§ **What you will do**
How many of the lines below contain "crate"? Answer with that number alone.

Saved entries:
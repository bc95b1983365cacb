//! Data types shared between meters and the aggregation engine

pub mod profile;
pub mod section;
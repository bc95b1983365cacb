//! Section records
//!
//! A section is one timed interval recorded on a meter. Names and tags are
//! opaque grouping keys; the color is carried for visualization only.

use serde::{Deserialize, Serialize};

use crate::utils::time::Tick;

/// Display color attached to recorded sections
#[derive(Debug, Clone, Copy, PartialEq, Eq, Hash, Serialize, Deserialize)]
pub struct Color {
    pub r: u8,
    pub g: u8,
    pub b: u8,
    pub a: u8,
}

impl Color {
    pub const WHITE: Color = Color::rgb(255, 255, 255);
    pub const RED: Color = Color::rgb(255, 0, 0);
    pub const GREEN: Color = Color::rgb(0, 255, 0);
    pub const BLUE: Color = Color::rgb(0, 0, 255);
    pub const YELLOW: Color = Color::rgb(255, 255, 0);

    /// Opaque color from its components
    pub const fn rgb(r: u8, g: u8, b: u8) -> Self {
        Self { r, g, b, a: 255 }
    }
}

impl Default for Color {
    fn default() -> Self {
        Color::WHITE
    }
}

/// One recorded measurement interval
///
/// `begin` and `end` stay `None` until the corresponding timestamp is known.
/// CPU sections get `begin` immediately and `end` when closed; GPU sections
/// get both once the query results have been read back.
#[derive(Debug, Clone, Copy, PartialEq, Eq)]
pub struct Section {
    /// Optional name key (`None` never matches a named query)
    pub name: Option<&'static str>,

    /// Integer key, `0` means "unset"
    pub tag: u32,

    /// Start timestamp in the source's ticks
    pub begin: Option<Tick>,

    /// End timestamp in the source's ticks
    pub end: Option<Tick>,

    /// Display color copied from the meter when the section was opened
    pub color: Color,

    /// Number of sections still open on the meter when this one was opened
    pub depth: u16,
}

impl Section {
    /// Create an open section
    pub fn open(
        name: Option<&'static str>,
        tag: u32,
        begin: Option<Tick>,
        color: Color,
        depth: u16,
    ) -> Self {
        Self {
            name,
            tag,
            begin,
            end: None,
            color,
            depth,
        }
    }

    /// Both timestamps are known
    pub fn is_resolved(&self) -> bool {
        self.begin.is_some() && self.end.is_some()
    }

    /// Elapsed ticks, if resolved
    ///
    /// A resolved section never reports a negative interval: an end that
    /// precedes the begin (e.g. a counter reset) yields zero.
    pub fn elapsed(&self) -> Option<Tick> {
        Some(self.end?.saturating_sub(self.begin?))
    }
}
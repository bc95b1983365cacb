//! Prometheus counters for measurement loss

use once_cell::sync::Lazy;
use prometheus::{register_counter, register_gauge, Counter, Encoder, Gauge, TextEncoder};

// ── Recording ────────────────────────────────────────────────────────────────

pub static SECTIONS_DROPPED: Lazy<Counter> = Lazy::new(|| {
    register_counter!(
        "loadmeter_sections_dropped_total",
        "Sections dropped because a meter slot was full"
    )
    .unwrap()
});

pub static UNMATCHED_ENDS: Lazy<Counter> = Lazy::new(|| {
    register_counter!(
        "loadmeter_unmatched_end_total",
        "End calls without a matching begin"
    )
    .unwrap()
});

pub static UNCLOSED_SECTIONS: Lazy<Counter> = Lazy::new(|| {
    register_counter!(
        "loadmeter_unclosed_sections_total",
        "Sections still open when their frame ended"
    )
    .unwrap()
});

pub static GPU_PENDING_DISCARDED: Lazy<Counter> = Lazy::new(|| {
    register_counter!(
        "loadmeter_gpu_pending_discarded_total",
        "GPU sections whose results never arrived before their slot was reused"
    )
    .unwrap()
});

// ── Aggregation ──────────────────────────────────────────────────────────────

pub static ROWS_DROPPED: Lazy<Counter> = Lazy::new(|| {
    register_counter!(
        "loadmeter_rows_dropped_total",
        "Sections not aggregated because the profile table was full"
    )
    .unwrap()
});

pub static LAST_FRAME_SECONDS: Lazy<Gauge> = Lazy::new(|| {
    register_gauge!(
        "loadmeter_last_frame_seconds",
        "Duration of the most recently completed frame"
    )
    .unwrap()
});

/// Render all registered metrics to Prometheus text format.
pub fn encode_metrics() -> anyhow::Result<String> {
    let encoder = TextEncoder::new();
    let families = prometheus::gather();
    let mut buffer = Vec::new();
    encoder.encode(&families, &mut buffer)?;
    Ok(String::from_utf8(buffer)?)
}

#[cfg(test)]
mod tests {
    use super::*;

    #[test]
    fn test_encode_contains_counters() {
        SECTIONS_DROPPED.inc_by(0.0);
        ROWS_DROPPED.inc_by(0.0);
        let text = encode_metrics().unwrap();
        assert!(text.contains("loadmeter_sections_dropped_total"));
        assert!(text.contains("loadmeter_rows_dropped_total"));
    }
}
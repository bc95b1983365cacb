//! Human-readable rendering of aggregate tables

use loadmeter_shared::utils::format_millis;
use loadmeter_shared::{ProfileSection, Unit};
use std::io::{self, Write};
use tracing::info;

fn section_label(row: &ProfileSection) -> &str {
    row.section_name.as_deref().unwrap_or("<unnamed>")
}

/// Write one table with a heading line
pub fn write_table<W: Write>(out: &mut W, unit: Unit, rows: &[ProfileSection]) -> io::Result<()> {
    writeln!(out, "=== {} ({} rows) ===", unit.to_string().to_uppercase(), rows.len())?;
    if rows.is_empty() {
        return Ok(());
    }

    writeln!(
        out,
        "  {:<16} {:<24} {:>6} {:>8} {:>12} {:>12} {:>12} {:>12}",
        "METER", "SECTION", "TAG", "CALLS", "TOTAL (ms)", "AVG (ms)", "MIN (ms)", "MAX (ms)"
    )?;
    for row in rows {
        writeln!(
            out,
            "  {:<16} {:<24} {:>6} {:>8} {:>12} {:>12} {:>12} {:>12}",
            row.meter_name,
            section_label(row),
            row.tag,
            row.call_count,
            format_millis(row.elapsed_time()),
            format_millis(row.average_elapsed_time()),
            format_millis(row.min_elapsed_time()),
            format_millis(row.max_elapsed_time()),
        )?;
    }
    Ok(())
}

/// Emit one log line per row
pub fn log_table(unit: Unit, rows: &[ProfileSection]) {
    for row in rows {
        info!(
            "[{}] {} / {} (tag {}): calls={} total={}ms avg={}ms min={}ms max={}ms",
            unit,
            row.meter_name,
            section_label(row),
            row.tag,
            row.call_count,
            format_millis(row.elapsed_time()),
            format_millis(row.average_elapsed_time()),
            format_millis(row.min_elapsed_time()),
            format_millis(row.max_elapsed_time()),
        );
    }
}
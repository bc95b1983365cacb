//! End-to-end behavior of the load meter center
//!
//! Every test drives the center with a `ManualClock` so elapsed times are
//! exact, and the GPU tests use the simulated device to control when query
//! results arrive.

use std::sync::Arc;
use std::time::Duration;

use loadmeter::{LifecycleError, LoadMeterCenter, LoadMeterCenterInfo, ProfileSection, Unit};
use loadmeter_gpu::SimulatedGpu;
use loadmeter_shared::ManualClock;

fn cpu_center(clock: &ManualClock, core_count: usize, capacity: usize) -> LoadMeterCenter {
    let info = LoadMeterCenterInfo::default()
        .with_core_count(core_count)
        .with_user_meter_count(2)
        .with_cpu_section_count(capacity)
        .with_cpu_buffer_count(2);
    LoadMeterCenter::builder(info)
        .clock(clock.clone())
        .core_id_resolver(|| 0)
        .initialize()
        .unwrap()
}

fn gpu_center(clock: &ManualClock, gpu: &mut SimulatedGpu) -> LoadMeterCenter {
    let info = LoadMeterCenterInfo::default()
        .with_core_count(1)
        .with_gpu_section_count(8)
        .with_gpu_buffer_count(3);
    LoadMeterCenter::builder(info)
        .clock(clock.clone())
        .core_id_resolver(|| 0)
        .initialize_with_gpu(gpu)
        .unwrap()
}

fn measure(
    center: &mut LoadMeterCenter,
    clock: &ManualClock,
    name: &'static str,
    tag: u32,
    ms: u64,
) {
    center.begin_measure(Some(name), tag);
    clock.advance_ms(ms);
    center.end_measure();
}

fn gpu_pass(center: &mut LoadMeterCenter, gpu: &mut SimulatedGpu, work: Duration) {
    let mut cmd = gpu.command_buffer();
    center.begin_measure_gpu(&mut cmd, Some("pass"), 0);
    cmd.work(work);
    center.end_measure_gpu(&mut cmd);
    gpu.submit(cmd);
}

#[test]
fn test_two_draws_on_one_core() {
    let clock = ManualClock::new();
    let mut center = cpu_center(&clock, 2, 8);

    center.begin_frame_measure();
    measure(&mut center, &clock, "draw", 1, 2);
    measure(&mut center, &clock, "draw", 1, 3);
    center.end_frame_measure(true);

    let ms = Duration::from_millis;
    assert_eq!(center.get_elapsed_time(Unit::Cpu, None, Some("draw"), 1), ms(5));
    assert_eq!(center.get_call_count(Unit::Cpu, None, Some("draw"), 1), 2);
    assert_eq!(
        center.get_average_elapsed_time(Unit::Cpu, None, Some("draw"), 1),
        Duration::from_micros(2500)
    );
    assert_eq!(center.get_max_elapsed_time(Unit::Cpu, None, Some("draw"), 1), ms(3));
    assert_eq!(center.get_min_elapsed_time(Unit::Cpu, None, Some("draw"), 1), ms(2));
}

#[test]
fn test_overflow_keeps_recorded_sections() {
    let clock = ManualClock::new();
    let mut center = cpu_center(&clock, 1, 8);

    center.begin_frame_measure();
    for _ in 0..10 {
        measure(&mut center, &clock, "tick", 0, 1);
    }
    center.end_frame_measure(true);

    assert_eq!(center.get_call_count(Unit::Cpu, Some("Core 0"), Some("tick"), 0), 8);
    assert_eq!(center.diagnostics().dropped_sections, 2);

    // The meter keeps working in the next frame.
    center.begin_frame_measure();
    measure(&mut center, &clock, "tick", 0, 1);
    center.end_frame_measure(true);
    assert_eq!(center.get_call_count(Unit::Cpu, Some("Core 0"), Some("tick"), 0), 1);
}

#[test]
fn test_rotation_exposes_previous_frame_only() {
    let clock = ManualClock::new();
    let mut center = cpu_center(&clock, 1, 8);

    center.begin_frame_measure();
    measure(&mut center, &clock, "a", 0, 1);
    measure(&mut center, &clock, "b", 0, 1);
    center.end_frame_measure(true);

    let core = center.core_meter(0).unwrap().meter();
    let names: Vec<_> = core
        .last_completed()
        .unwrap()
        .sections()
        .iter()
        .map(|s| s.name)
        .collect();
    assert_eq!(names, vec![Some("a"), Some("b")]);
    assert!(core.active_sections().is_empty());
}

#[test]
fn test_wildcard_query_unions_meter_rows() {
    let clock = ManualClock::new();
    let mut center = cpu_center(&clock, 1, 8);

    center.begin_frame_measure();
    measure(&mut center, &clock, "draw", 1, 4);
    measure(&mut center, &clock, "update", 2, 1);
    measure(&mut center, &clock, "update", 2, 2);
    center.end_frame_measure(true);

    let row = center.get_result_all(Unit::Cpu, Some("Core 0"), None, 0);
    assert_eq!(row.call_count, 3);
    assert_eq!(row.elapsed_time(), Duration::from_millis(7));
    assert_eq!(row.max_elapsed_time(), Duration::from_millis(4));
    assert_eq!(row.min_elapsed_time(), Duration::from_millis(1));

    // A tag filter alone narrows the union.
    assert_eq!(center.get_call_count(Unit::Cpu, None, None, 2), 2);
}

#[test]
fn test_disabled_center_is_inert() {
    let clock = ManualClock::new();
    let mut center = cpu_center(&clock, 1, 8);

    center.begin_frame_measure();
    measure(&mut center, &clock, "draw", 0, 2);
    center.end_frame_measure(true);
    let before = center.snapshot(Unit::Cpu);

    center.set_enabled(false);
    assert_eq!(center.get_call_count(Unit::Cpu, None, Some("draw"), 0), 0);
    assert_eq!(center.get_elapsed_time(Unit::Cpu, None, None, 0), Duration::ZERO);
    assert!(center.snapshot(Unit::Cpu).is_empty());

    center.begin_frame_measure();
    measure(&mut center, &clock, "draw", 0, 5);
    center.begin_measure_index(0, Some("job"), 0);
    center.end_measure_index(0);
    center.end_frame_measure(true);
    center.clear();
    assert_eq!(center.frame_count(), 1);

    center.set_enabled(true);
    assert_eq!(center.snapshot(Unit::Cpu), before);
}

#[test]
fn test_average_law() {
    let clock = ManualClock::new();
    let mut center = cpu_center(&clock, 1, 8);
    assert_eq!(
        center.get_average_elapsed_time(Unit::Cpu, None, Some("missing"), 0),
        Duration::ZERO
    );

    center.begin_frame_measure();
    measure(&mut center, &clock, "step", 0, 1);
    measure(&mut center, &clock, "step", 0, 2);
    measure(&mut center, &clock, "step", 0, 4);
    center.end_frame_measure(true);

    let row = center.get_result_all(Unit::Cpu, None, Some("step"), 0);
    assert_eq!(
        row.average_elapsed_time(),
        row.elapsed_time() / row.call_count as u32
    );
}

#[test]
fn test_unresolved_gpu_frame_shows_previous_value() {
    let clock = ManualClock::new();
    let mut gpu = SimulatedGpu::new(Arc::new(clock.clone()));
    let mut center = gpu_center(&clock, &mut gpu);

    // Nothing resolved yet: zero, not an error.
    center.begin_frame_measure();
    gpu_pass(&mut center, &mut gpu, Duration::from_millis(8));
    center.end_frame_measure(true);
    assert_eq!(center.get_elapsed_time(Unit::Gpu, None, Some("pass"), 0), Duration::ZERO);

    gpu.execute_submitted();
    center.begin_frame_measure();
    gpu_pass(&mut center, &mut gpu, Duration::from_millis(5));
    center.end_frame_measure(true);
    assert_eq!(
        center.get_elapsed_time(Unit::Gpu, None, Some("pass"), 0),
        Duration::from_millis(8)
    );

    // The 5ms frame was still in flight above; once it lands it replaces
    // the 8ms frame.
    gpu.execute_submitted();
    center.begin_frame_measure();
    center.end_frame_measure(true);
    assert_eq!(
        center.get_elapsed_time(Unit::Gpu, None, Some("pass"), 0),
        Duration::from_millis(5)
    );

    center.finalize_with_gpu(&mut gpu).unwrap();
    assert_eq!(gpu.live_pools(), 0);
}

#[test]
fn test_gpu_accumulates_each_frame_once() {
    let clock = ManualClock::new();
    let mut gpu = SimulatedGpu::new(Arc::new(clock.clone()));
    let mut center = gpu_center(&clock, &mut gpu);

    for _ in 0..4 {
        center.begin_frame_measure();
        gpu_pass(&mut center, &mut gpu, Duration::from_millis(2));
        gpu.execute_submitted();
        center.end_frame_measure(false);
    }

    let row = center.get_result_all(Unit::Gpu, Some("GPU"), Some("pass"), 0);
    assert_eq!(row.call_count, 4);
    assert_eq!(row.elapsed_time(), Duration::from_millis(8));
    center.finalize_with_gpu(&mut gpu).unwrap();
}

#[test]
fn test_clear_mid_accumulation() {
    let clock = ManualClock::new();
    let mut center = cpu_center(&clock, 1, 8);

    center.begin_frame_measure();
    measure(&mut center, &clock, "draw", 0, 1);
    measure(&mut center, &clock, "draw", 0, 1);
    center.end_frame_measure(false);
    assert_eq!(center.get_call_count(Unit::Cpu, None, Some("draw"), 0), 2);

    center.clear();
    assert_eq!(center.get_call_count(Unit::Cpu, None, Some("draw"), 0), 0);
    assert_eq!(center.get_result_all(Unit::Cpu, None, None, 0), ProfileSection::default());
    let completed = center.core_meter(0).unwrap().meter().last_completed().unwrap();
    assert_eq!(completed.sections().len(), 2);

    center.begin_frame_measure();
    measure(&mut center, &clock, "draw", 0, 3);
    center.end_frame_measure(false);
    let row = center.get_result_all(Unit::Cpu, None, Some("draw"), 0);
    assert_eq!(row.call_count, 1);
    assert_eq!(row.elapsed_time(), Duration::from_millis(3));
}

#[test]
fn test_clear_inside_frame_drops_earlier_sections() {
    let clock = ManualClock::new();
    let mut center = cpu_center(&clock, 1, 8);

    center.begin_frame_measure();
    measure(&mut center, &clock, "draw", 0, 4);
    center.clear();
    measure(&mut center, &clock, "draw", 0, 1);
    center.end_frame_measure(false);

    let row = center.get_result_all(Unit::Cpu, None, Some("draw"), 0);
    assert_eq!(row.call_count, 1);
    assert_eq!(row.elapsed_time(), Duration::from_millis(1));
}

#[test]
fn test_clear_drops_gpu_frame_still_in_flight() {
    let clock = ManualClock::new();
    let mut gpu = SimulatedGpu::new(Arc::new(clock.clone()));
    let mut center = gpu_center(&clock, &mut gpu);

    center.begin_frame_measure();
    gpu_pass(&mut center, &mut gpu, Duration::from_millis(8));
    center.end_frame_measure(false);

    // The 8ms frame resolves only after the clear.
    center.clear();
    gpu.execute_submitted();

    center.begin_frame_measure();
    gpu_pass(&mut center, &mut gpu, Duration::from_millis(3));
    gpu.execute_submitted();
    center.end_frame_measure(false);
    assert_eq!(center.get_call_count(Unit::Gpu, None, Some("pass"), 0), 0);

    center.begin_frame_measure();
    center.end_frame_measure(false);
    let row = center.get_result_all(Unit::Gpu, None, Some("pass"), 0);
    assert_eq!(row.call_count, 1);
    assert_eq!(row.elapsed_time(), Duration::from_millis(3));

    center.finalize_with_gpu(&mut gpu).unwrap();
}

#[test]
fn test_disabled_interval_never_aggregated() {
    let clock = ManualClock::new();
    let mut center = cpu_center(&clock, 1, 8);

    center.set_enabled(false);
    center.begin_frame_measure();
    measure(&mut center, &clock, "hidden", 0, 1);
    center.begin_measure_index(1, Some("hidden"), 0);
    center.end_measure_index(1);
    center.end_frame_measure(false);
    center.set_enabled(true);

    center.begin_frame_measure();
    measure(&mut center, &clock, "visible", 0, 1);
    center.end_frame_measure(false);
    center.begin_frame_measure();
    center.end_frame_measure(false);

    assert_eq!(center.get_call_count(Unit::Cpu, None, Some("hidden"), 0), 0);
    assert_eq!(center.get_call_count(Unit::Cpu, None, Some("visible"), 0), 1);
}

#[test]
fn test_threads_record_through_split_tracks() {
    let clock = ManualClock::new();
    let mut center = cpu_center(&clock, 4, 16);

    center.begin_frame_measure();
    {
        let tracks = center.tracks();
        std::thread::scope(|s| {
            for core in tracks.cores.iter_mut() {
                s.spawn(move || {
                    for _ in 0..3 {
                        let _guard = core.scope(Some("job"), 7);
                    }
                });
            }
            let user = &mut tracks.users[0];
            s.spawn(move || {
                user.begin_measure(Some("io"), 0);
                user.end_measure();
            });
        });
    }
    center.end_frame_measure(true);

    assert_eq!(center.get_call_count(Unit::Cpu, None, Some("job"), 7), 12);
    assert_eq!(center.get_call_count(Unit::Cpu, Some("Core 3"), Some("job"), 7), 3);
    assert_eq!(center.get_call_count(Unit::Cpu, Some("User 0"), Some("io"), 0), 1);
}

#[test]
fn test_renamed_user_meter_in_results() {
    let clock = ManualClock::new();
    let mut center = cpu_center(&clock, 1, 8);
    center.set_user_meter_name(1, "Streaming");

    center.begin_frame_measure();
    center.begin_measure_index(1, Some("load"), 0);
    clock.advance_ms(2);
    center.end_measure_index(1);
    center.end_frame_measure(true);

    assert_eq!(center.get_call_count(Unit::Cpu, Some("Streaming"), None, 0), 1);
    assert_eq!(center.get_call_count(Unit::Cpu, Some("User 1"), None, 0), 0);
}

#[test]
fn test_snapshot_and_dump() {
    let clock = ManualClock::new();
    let mut center = cpu_center(&clock, 1, 8);

    center.begin_frame_measure();
    measure(&mut center, &clock, "draw", 1, 2);
    center.end_frame_measure(true);

    let rows = center.snapshot(Unit::Cpu);
    let json = serde_json::to_string(&rows).unwrap();
    assert!(json.contains("\"meter_name\":\"Core 0\""));
    assert!(json.contains("\"section_name\":\"draw\""));

    let mut out = Vec::new();
    center.dump_to(&mut out).unwrap();
    let text = String::from_utf8(out).unwrap();
    assert!(text.contains("=== CPU"));
    assert!(text.contains("draw"));
    assert!(!text.contains("=== GPU"));
}

#[test]
fn test_finalize_requires_matching_variant() {
    let clock = ManualClock::new();
    let mut gpu = SimulatedGpu::new(Arc::new(clock.clone()));
    let center = gpu_center(&clock, &mut gpu);
    let err = center.finalize().unwrap_err();
    assert_eq!(err.error(), LifecycleError::GpuDeviceRequired);
    assert_eq!(gpu.live_pools(), 1);

    // The rejected center comes back intact and releases its pool.
    err.into_center().finalize_with_gpu(&mut gpu).unwrap();
    assert_eq!(gpu.live_pools(), 0);

    let center = cpu_center(&clock, 1, 8);
    assert!(center.finalize().is_ok());
}

#[test]
fn test_gpu_sizing_matches_device_pool() {
    let clock = ManualClock::new();
    let gpu = SimulatedGpu::new(Arc::new(clock)).with_alignment(512);
    let info = LoadMeterCenterInfo::default()
        .with_gpu_section_count(4)
        .with_gpu_buffer_count(3);

    assert_eq!(LoadMeterCenter::memory_pool_alignment(&gpu), 512);
    assert_eq!(LoadMeterCenter::calculate_memory_pool_size(&info), 4 * 3 * 2 * 8);
    assert!(LoadMeterCenter::calculate_gpu_buffer_size(&info) > 0);
    assert!(LoadMeterCenter::buffer_alignment().is_power_of_two());
}
//! Subcommand implementations

pub mod simulate;
pub mod sizes;

use anyhow::Result;
use loadmeter::LoadMeterCenterInfo;
use std::path::Path;

/// Configuration from a file, or defaults with environment overrides
pub fn load_info(path: Option<&Path>) -> Result<LoadMeterCenterInfo> {
    match path {
        Some(path) => LoadMeterCenterInfo::load(path),
        None => LoadMeterCenterInfo::from_env(),
    }
}
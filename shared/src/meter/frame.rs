//! The whole-frame meter

use std::sync::Arc;
use std::time::Duration;

use super::{CompletedFrame, CpuMeter, Cursor, Meter, Track};
use crate::types::section::Color;
use crate::utils::time::{Tick, TimestampSource};

/// Name of the frame meter and of the section it records
pub const FRAME_METER_NAME: &str = "Frame";

/// A CPU meter recording exactly one section per frame
///
/// Other meters are attached to it only for display grouping; for
/// aggregation it is one more CPU track.
#[derive(Debug, Clone)]
pub struct FrameMeter {
    inner: CpuMeter,
}

impl FrameMeter {
    pub fn new(buffer_count: usize, clock: Arc<dyn TimestampSource>) -> Self {
        Self {
            inner: CpuMeter::new(FRAME_METER_NAME, 1, buffer_count, clock),
        }
    }

    pub fn begin_frame(&mut self) {
        self.inner.begin_measure(Some(FRAME_METER_NAME), 0);
    }

    pub fn end_frame(&mut self) {
        self.inner.end_measure();
    }

    pub fn set_color(&mut self, color: Color) {
        self.inner.set_color(color);
    }

    pub fn next(&mut self) {
        self.inner.next();
    }

    /// Duration of the most recently completed frame
    pub fn last_frame_time(&self) -> Option<Duration> {
        let completed = self.inner.completed()?;
        let ticks = completed.sections.first()?.elapsed()?;
        Some(Duration::from_nanos(self.inner.ticks_to_nanos(ticks)))
    }

    pub fn meter(&self) -> &Meter {
        self.inner.meter()
    }

    pub fn meter_mut(&mut self) -> &mut Meter {
        self.inner.meter_mut()
    }
}

impl Track for FrameMeter {
    fn name(&self) -> &str {
        Track::name(&self.inner)
    }

    fn completed(&self) -> Option<CompletedFrame<'_>> {
        self.inner.completed()
    }

    fn ticks_to_nanos(&self, ticks: Tick) -> u64 {
        self.inner.ticks_to_nanos(ticks)
    }

    fn cursor(&self) -> Cursor {
        self.inner.cursor()
    }
}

§ **Exercise solution**
3